Exercise directions
The lines from the start of the records through the one containing "pub fn active_id(&self)" are to be transcribed exactly, and nothing else.

Dataset extract
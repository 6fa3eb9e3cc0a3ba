//! Drag/resize state machine.
//!
//! Every transition takes the current state by value and returns the next
//! one, so the controller can be driven from tests without an input surface.
//! Only the active item is ever mutated; neighbours are never pushed aside.

use eframe::egui;

use crate::grid::{COLS, GridProjector, collides};
use crate::history::History;
use crate::model::{Layout, LayoutItem, WidgetId};

#[derive(Clone, Copy, Debug, PartialEq, Eq)]
pub enum GestureKind {
    Drag,
    Resize,
}

/// The item as it was when the gesture started, and where the pointer was.
#[derive(Clone, Debug, PartialEq)]
pub struct InteractionSnapshot {
    pub item: LayoutItem,
    pub pointer_start: egui::Pos2,
}

#[derive(Clone, Debug, Default, PartialEq)]
pub enum InteractionState {
    #[default]
    Idle,
    Dragging(InteractionSnapshot),
    Resizing(InteractionSnapshot),
}

#[derive(Clone, Debug, PartialEq)]
pub enum GestureOutcome {
    /// The item ended somewhere new and does not overlap anything.
    Committed { kind: GestureKind, item: LayoutItem },
    /// The item ended where it started.
    Unchanged { kind: GestureKind },
    /// The item ended on top of another one and was put back.
    RolledBack { kind: GestureKind, item: LayoutItem },
}

impl InteractionState {
    pub fn is_idle(&self) -> bool {
        matches!(self, InteractionState::Idle)
    }

    /// While active, the host must route every pointer move/up to this state
    /// regardless of what is under the pointer.
    pub fn is_active(&self) -> bool {
        !self.is_idle()
    }

    pub fn kind(&self) -> Option<GestureKind> {
        match self {
            InteractionState::Idle => None,
            InteractionState::Dragging(_) => Some(GestureKind::Drag),
            InteractionState::Resizing(_) => Some(GestureKind::Resize),
        }
    }

    pub fn snapshot(&self) -> Option<&InteractionSnapshot> {
        match self {
            InteractionState::Idle => None,
            InteractionState::Dragging(s) | InteractionState::Resizing(s) => Some(s),
        }
    }

    pub fn active_id(&self) -> Option<&WidgetId> {
        self.snapshot().map(|s| &s.item.id)
    }

    /// Starts a gesture on `id`. Ignored unless idle or if the item is not in
    /// the layout. On start the whole layout is pushed to `history` once.
    pub fn on_pointer_down(
        self,
        kind: GestureKind,
        id: &WidgetId,
        pointer: egui::Pos2,
        layout: &Layout,
        history: &mut History,
    ) -> Self {
        if self.is_active() {
            tracing::debug!(%id, "pointer down ignored, gesture already active");
            return self;
        }
        let Some(item) = layout.get(id) else {
            tracing::debug!(%id, "pointer down on unknown item");
            return self;
        };
        history.push(layout);
        let snapshot = InteractionSnapshot {
            item: item.clone(),
            pointer_start: pointer,
        };
        tracing::debug!(%id, ?kind, "gesture started");
        match kind {
            GestureKind::Drag => InteractionState::Dragging(snapshot),
            GestureKind::Resize => InteractionState::Resizing(snapshot),
        }
    }

    /// Applies the pointer displacement since gesture start to the active item.
    pub fn on_pointer_move(
        self,
        pointer: egui::Pos2,
        projector: &GridProjector,
        layout: &mut Layout,
    ) -> Self {
        let Some(kind) = self.kind() else {
            return self;
        };
        let Some(snapshot) = self.snapshot() else {
            return self;
        };
        let start = &snapshot.item;
        let (dx, dy) = projector.grid_delta(pointer - snapshot.pointer_start);
        let Some(item) = layout.get_mut(&start.id) else {
            tracing::warn!(id = %start.id, "active item vanished mid-gesture");
            return InteractionState::Idle;
        };
        match kind {
            GestureKind::Drag => {
                item.x = offset(start.x, dx).min(COLS.saturating_sub(item.w));
                item.y = offset(start.y, dy);
            }
            GestureKind::Resize => {
                item.w = offset(start.w, dx).clamp(1, COLS.saturating_sub(item.x).max(1));
                item.h = offset(start.h, dy).max(1);
            }
        }
        self
    }

    /// Ends the gesture. A final position that overlaps another item is
    /// reverted to the snapshot.
    pub fn on_pointer_up(self, layout: &mut Layout) -> (Self, Option<GestureOutcome>) {
        let (kind, snapshot) = match self {
            InteractionState::Idle => return (InteractionState::Idle, None),
            InteractionState::Dragging(s) => (GestureKind::Drag, s),
            InteractionState::Resizing(s) => (GestureKind::Resize, s),
        };
        let Some(current) = layout.get(&snapshot.item.id).cloned() else {
            return (InteractionState::Idle, None);
        };
        let outcome = if collides(&current, layout) {
            tracing::warn!(
                id = %current.id,
                ?kind,
                "gesture overlaps another widget, rolling back"
            );
            layout.replace(snapshot.item.clone());
            GestureOutcome::RolledBack {
                kind,
                item: snapshot.item,
            }
        } else if current.same_rect(&snapshot.item) {
            GestureOutcome::Unchanged { kind }
        } else {
            tracing::debug!(
                id = %current.id,
                ?kind,
                x = current.x,
                y = current.y,
                w = current.w,
                h = current.h,
                "gesture committed"
            );
            GestureOutcome::Committed {
                kind,
                item: current,
            }
        };
        (InteractionState::Idle, Some(outcome))
    }

    /// Whether the active item currently overlaps another item.
    pub fn active_collides(&self, layout: &Layout) -> bool {
        self.active_id()
            .and_then(|id| layout.get(id))
            .is_some_and(|item| collides(item, layout))
    }
}

fn offset(base: u32, delta: i32) -> u32 {
    (i64::from(base) + i64::from(delta)).clamp(0, i64::from(u32::MAX)) as u32
}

Answer to this exercise
repository 6fa3eb9e3cc0a3ba
//! Drag/resize state machine.
//!
//! Every transition takes the current state by value and returns the next
//! one, so the controller can be driven from tests without an input surface.
//! Only the active item is ever mutated; neighbours are never pushed aside.

use eframe::egui;

use crate::grid::{COLS, GridProjector, collides};
use crate::history::History;
use crate::model::{Layout, LayoutItem, WidgetId};

#[derive(Clone, Copy, Debug, PartialEq, Eq)]
pub enum GestureKind {
    Drag,
    Resize,
}

/// The item as it was when the gesture started, and where the pointer was.
#[derive(Clone, Debug, PartialEq)]
pub struct InteractionSnapshot {
    pub item: LayoutItem,
    pub pointer_start: egui::Pos2,
}

#[derive(Clone, Debug, Default, PartialEq)]
pub enum InteractionState {
    #[default]
    Idle,
    Dragging(InteractionSnapshot),
    Resizing(InteractionSnapshot),
}

#[derive(Clone, Debug, PartialEq)]
pub enum GestureOutcome {
    /// The item ended somewhere new and does not overlap anything.
    Committed { kind: GestureKind, item: LayoutItem },
    /// The item ended where it started.
    Unchanged { kind: GestureKind },
    /// The item ended on top of another one and was put back.
    RolledBack { kind: GestureKind, item: LayoutItem },
}

impl InteractionState {
    pub fn is_idle(&self) -> bool {
        matches!(self, InteractionState::Idle)
    }

    /// While active, the host must route every pointer move/up to this state
    /// regardless of what is under the pointer.
    pub fn is_active(&self) -> bool {
        !self.is_idle()
    }

    pub fn kind(&self) -> Option<GestureKind> {
        match self {
            InteractionState::Idle => None,
            InteractionState::Dragging(_) => Some(GestureKind::Drag),
            InteractionState::Resizing(_) => Some(GestureKind::Resize),
        }
    }

    pub fn snapshot(&self) -> Option<&InteractionSnapshot> {
        match self {
            InteractionState::Idle => None,
            InteractionState::Dragging(s) | InteractionState::Resizing(s) => Some(s),
        }
    }

    pub fn active_id(&self) -> Option<&WidgetId> {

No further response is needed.